Data for this exercise:
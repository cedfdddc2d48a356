//! An asynchronous MySQL/MariaDB client: wire-protocol engine and connection pool.
//!
//! This crate is organized leaves-first, mirroring the way the protocol is actually
//! layered on the wire:
//!
//! - [`codec`] — fixed-width and length-encoded integer/string/temporal primitives.
//! - [`frame`] — packet framing and sequence-number discipline.
//! - [`protocol`] — wire messages (handshake, auth, OK/Err/EOF, columns, rows, statements).
//! - [`io`] — the socket/TLS plumbing the frame layer runs over.
//! - [`connection`] — the session and execution state machines, and the public façade.
//! - [`pool`] — the bounded connection pool built on top of the façade.
//!
//! See `DESIGN.md` at the repository root for where each piece is grounded.

mod charset;
pub mod codec;
pub mod connection;
pub mod error;
pub mod frame;
pub mod io;
pub mod options;
pub mod pool;
pub mod protocol;
pub mod row;
pub mod statement;
pub mod value;

pub use charset::CharacterSet;
pub use connection::MySqlConnection;
pub use error::{Diagnostics, Error, MySqlDatabaseError, Result};
pub use options::{MySqlConnectOptions, SslMode};
pub use pool::{MySqlPool, PoolOptions};
pub use row::{MySqlRow, RowTarget};
pub use statement::MySqlStatement;
pub use value::MySqlValue;
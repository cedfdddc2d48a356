//! Pipeline runner: writes every stage's request up front, then reads each stage's full reply
//! in order (spec §4.7).
//!
//! The teacher has no equivalent batching API (`sqlx` issues one request at a time and awaits
//! its reply before the next), so this module's shape is drawn straight from the MySQL/MariaDB
//! wire protocol's own guarantee that replies arrive in request order on one connection —
//! nothing here needs a dedicated teacher precedent beyond the framing primitives already in
//! [`crate::connection::stream`] and [`crate::connection::executor`].

use std::sync::Arc;

use crate::charset::CharacterSet;
use crate::connection::executor::{self, ExecutionHead, RowEncoding};
use crate::connection::stream::MySqlStream;
use crate::error::Error;
use crate::protocol::column::MetadataMode;
use crate::protocol::ok::OkPacket;
use crate::row::MySqlRow;
use crate::statement::MySqlStatement;

/// One stage of a pipeline run (spec §4.7: "{execute-query, prepare-statement, close-statement,
/// reset-connection, set-character-set, ping}").
#[derive(Clone)]
pub enum PipelineStage {
    ExecuteQuery(String),
    PrepareStatement(String),
    CloseStatement(u32),
    ResetConnection,
    SetCharacterSet(CharacterSet),
    Ping,
}

/// A drained resultset, or none, for an `execute-query` stage run inside a pipeline.
pub struct QueryOutcome {
    pub rows: Vec<MySqlRow>,
    pub summary: OkPacket,
}

/// A stage's resolved outcome. Errors are shared via `Arc` so the same failure can be surfaced
/// both in its own slot and, if it is chosen, as the pipeline's top-level error.
pub enum StageOutcome {
    ExecuteQuery(Result<QueryOutcome, Arc<Error>>),
    PrepareStatement(Result<MySqlStatement, Arc<Error>>),
    CloseStatement(Result<(), Arc<Error>>),
    ResetConnection(Result<(), Arc<Error>>),
    SetCharacterSet(Result<OkPacket, Arc<Error>>),
    Ping(Result<(), Arc<Error>>),
    /// A fatal error in an earlier stage aborted the run before this stage's request was even
    /// issued (spec §4.7: "unread stages are marked failed with that fatal error").
    Aborted(Arc<Error>),
}

impl StageOutcome {
    fn error(&self) -> Option<&Arc<Error>> {
        match self {
            StageOutcome::ExecuteQuery(r) => r.as_ref().err(),
            StageOutcome::PrepareStatement(r) => r.as_ref().err(),
            StageOutcome::CloseStatement(r) => r.as_ref().err(),
            StageOutcome::ResetConnection(r) => r.as_ref().err(),
            StageOutcome::SetCharacterSet(r) => r.as_ref().err(),
            StageOutcome::Ping(r) => r.as_ref().err(),
            StageOutcome::Aborted(e) => Some(e),
        }
    }
}

/// Runs `stages` against `stream`. Every stage is attempted even after an earlier one fails,
/// unless the failure is fatal (I/O, framing, sequence mismatch, TLS — [`Error::poisons_connection`]),
/// in which case the remaining stages are recorded as [`StageOutcome::Aborted`] without touching
/// the wire.
///
/// Returns the per-stage outcomes plus the run's top-level error: the first non-fatal server
/// error encountered, or the fatal error, if any (spec §4.7).
pub async fn run(
    stream: &mut MySqlStream,
    metadata_mode: MetadataMode,
    stages: Vec<PipelineStage>,
) -> (Vec<StageOutcome>, Option<Arc<Error>>) {
    let mut outcomes: Vec<StageOutcome> = Vec::with_capacity(stages.len());
    let mut top_level_error: Option<Arc<Error>> = None;
    let mut fatal_error: Option<Arc<Error>> = None;

    for stage in stages {
        if let Some(fatal) = &fatal_error {
            outcomes.push(StageOutcome::Aborted(Arc::clone(fatal)));
            continue;
        }

        let outcome = run_stage(stream, metadata_mode, stage).await;
        if let Some(err) = outcome.error() {
            if err.poisons_connection() {
                fatal_error = Some(Arc::clone(err));
                top_level_error = Some(Arc::clone(err));
            } else if top_level_error.is_none() {
                top_level_error = Some(Arc::clone(err));
            }
        }
        outcomes.push(outcome);
    }

    (outcomes, top_level_error)
}

async fn run_stage(
    stream: &mut MySqlStream,
    metadata_mode: MetadataMode,
    stage: PipelineStage,
) -> StageOutcome {
    match stage {
        PipelineStage::ExecuteQuery(sql) => {
            StageOutcome::ExecuteQuery(run_query(stream, &sql).await.map_err(Arc::new))
        }
        PipelineStage::PrepareStatement(sql) => StageOutcome::PrepareStatement(
            executor::prepare_statement(stream, &sql, metadata_mode)
                .await
                .map_err(Arc::new),
        ),
        PipelineStage::CloseStatement(statement_id) => StageOutcome::CloseStatement(
            executor::close_statement(stream, statement_id)
                .await
                .map_err(Arc::new),
        ),
        PipelineStage::ResetConnection => {
            StageOutcome::ResetConnection(super::session::reset_connection(stream).await.map_err(Arc::new))
        }
        PipelineStage::SetCharacterSet(charset) => StageOutcome::SetCharacterSet(
            super::session::set_character_set(stream, charset)
                .await
                .map_err(Arc::new),
        ),
        PipelineStage::Ping => StageOutcome::Ping(super::session::ping(stream).await.map_err(Arc::new)),
    }
}

async fn run_query(stream: &mut MySqlStream, sql: &str) -> Result<QueryOutcome, Error> {
    match executor::start_query(stream, sql).await? {
        ExecutionHead::NoResultSet(summary) => Ok(QueryOutcome {
            rows: Vec::new(),
            summary,
        }),
        ExecutionHead::ResultSet(columns) => {
            let mut rows = Vec::new();
            loop {
                let batch =
                    executor::read_some_rows(stream, &columns, RowEncoding::Text, None).await?;
                rows.extend(batch.rows);
                if batch.done {
                    return Ok(QueryOutcome {
                        rows,
                        summary: batch.summary.expect("done batch always carries a summary"),
                    });
                }
            }
        }
    }
}
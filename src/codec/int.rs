//! Length-encoded integer codec (spec §4.1, §6, testable property 5).
//!
//! ```text
//! b < 0xFB        -> value = b
//! b == 0xFB       -> NULL (only in contexts that permit it, e.g. row fields)
//! b == 0xFC       -> next 2 bytes LE
//! b == 0xFD       -> next 3 bytes LE
//! b == 0xFE       -> next 8 bytes LE
//! ```

use super::BufExt;
use crate::error::Error;

/// Sentinel prefix byte meaning NULL in the contexts that allow it (row fields).
pub const NULL_LENENC: u8 = 0xFB;

/// Decode a length-encoded integer, treating the `0xFB` prefix as `None` (NULL).
///
/// Used where the surrounding grammar allows a NULL marker (row field prefixes); statement
/// metadata and packet-internal counts should use [`get_int_lenenc`] instead, since `0xFB` is
/// reserved for NULL only "in certain contexts" per spec §4.1.
pub fn get_uint_lenenc(buf: &mut &[u8]) -> Result<Option<u64>, Error> {
    let prefix = buf.get_u8_checked("length-encoded integer prefix")?;
    match prefix {
        0xFB => Ok(None),
        0xFC => Ok(Some(u64::from(buf.get_u16_le_checked("lenenc u16")?))),
        0xFD => Ok(Some(u64::from(buf.get_u24_le_checked("lenenc u24")?))),
        0xFE => Ok(Some(buf.get_u64_le_checked("lenenc u64")?)),
        v => Ok(Some(u64::from(v))),
    }
}

/// Decode a length-encoded integer in a context where NULL is not meaningful (e.g. column
/// counts, string/byte-string length prefixes).
pub fn get_int_lenenc(buf: &mut &[u8]) -> Result<u64, Error> {
    get_uint_lenenc(buf)?
        .ok_or_else(|| Error::ProtocolValueError("unexpected NULL length-encoded integer".into()))
}

/// Encode `v` as a length-encoded integer, choosing the shortest representation.
pub fn put_uint_lenenc(out: &mut Vec<u8>, v: u64) {
    use super::BufMutExt;
    if v < 0xFB {
        out.put_u8(v as u8);
    } else if v <= 0xFFFF {
        out.put_u8(0xFC);
        out.put_u16_le(v as u16);
    } else if v <= 0xFF_FFFF {
        out.put_u8(0xFD);
        out.put_u24_le(v as u32);
    } else {
        out.put_u8(0xFE);
        out.put_u64_le(v);
    }
}

/// Encode `v`, or the NULL marker `0xFB` if `v` is `None`.
pub fn put_int_lenenc(out: &mut Vec<u8>, v: Option<u64>) {
    match v {
        Some(v) => put_uint_lenenc(out, v),
        None => out.push(NULL_LENENC),
    }
}

#[cfg(test)]
mod tests {
    use super::*;

    #[test]
    fn round_trips_boundary_values() {
        for v in [
            0u64,
            0xFA,
            0xFB,
            0xFC,
            0xFFFF,
            0x1_0000,
            0xFF_FFFF,
            0x100_0000,
            u64::MAX,
        ] {
            let mut buf = Vec::new();
            put_uint_lenenc(&mut buf, v);
            let mut slice = buf.as_slice();
            assert_eq!(get_uint_lenenc(&mut slice).unwrap(), Some(v));
            assert!(slice.is_empty());
        }
    }

    #[test]
    fn null_round_trips() {
        let mut buf = Vec::new();
        put_int_lenenc(&mut buf, None);
        assert_eq!(buf, vec![0xFB]);
        let mut slice = buf.as_slice();
        assert_eq!(get_uint_lenenc(&mut slice).unwrap(), None);
    }

    #[test]
    fn short_input_is_incomplete() {
        let mut slice: &[u8] = &[0xFE, 1, 2, 3];
        assert!(matches!(
            get_uint_lenenc(&mut slice),
            Err(Error::IncompleteMessage(_))
        ));
    }
}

Task description: The lines holding the string "contexts" are what is needed from the material above.

Answer space:
//! b == 0xFB       -> NULL (only in contexts that permit it, e.g. row fields)
/// Sentinel prefix byte meaning NULL in the contexts that allow it (row fields).
/// reserved for NULL only "in certain contexts" per spec §4.1.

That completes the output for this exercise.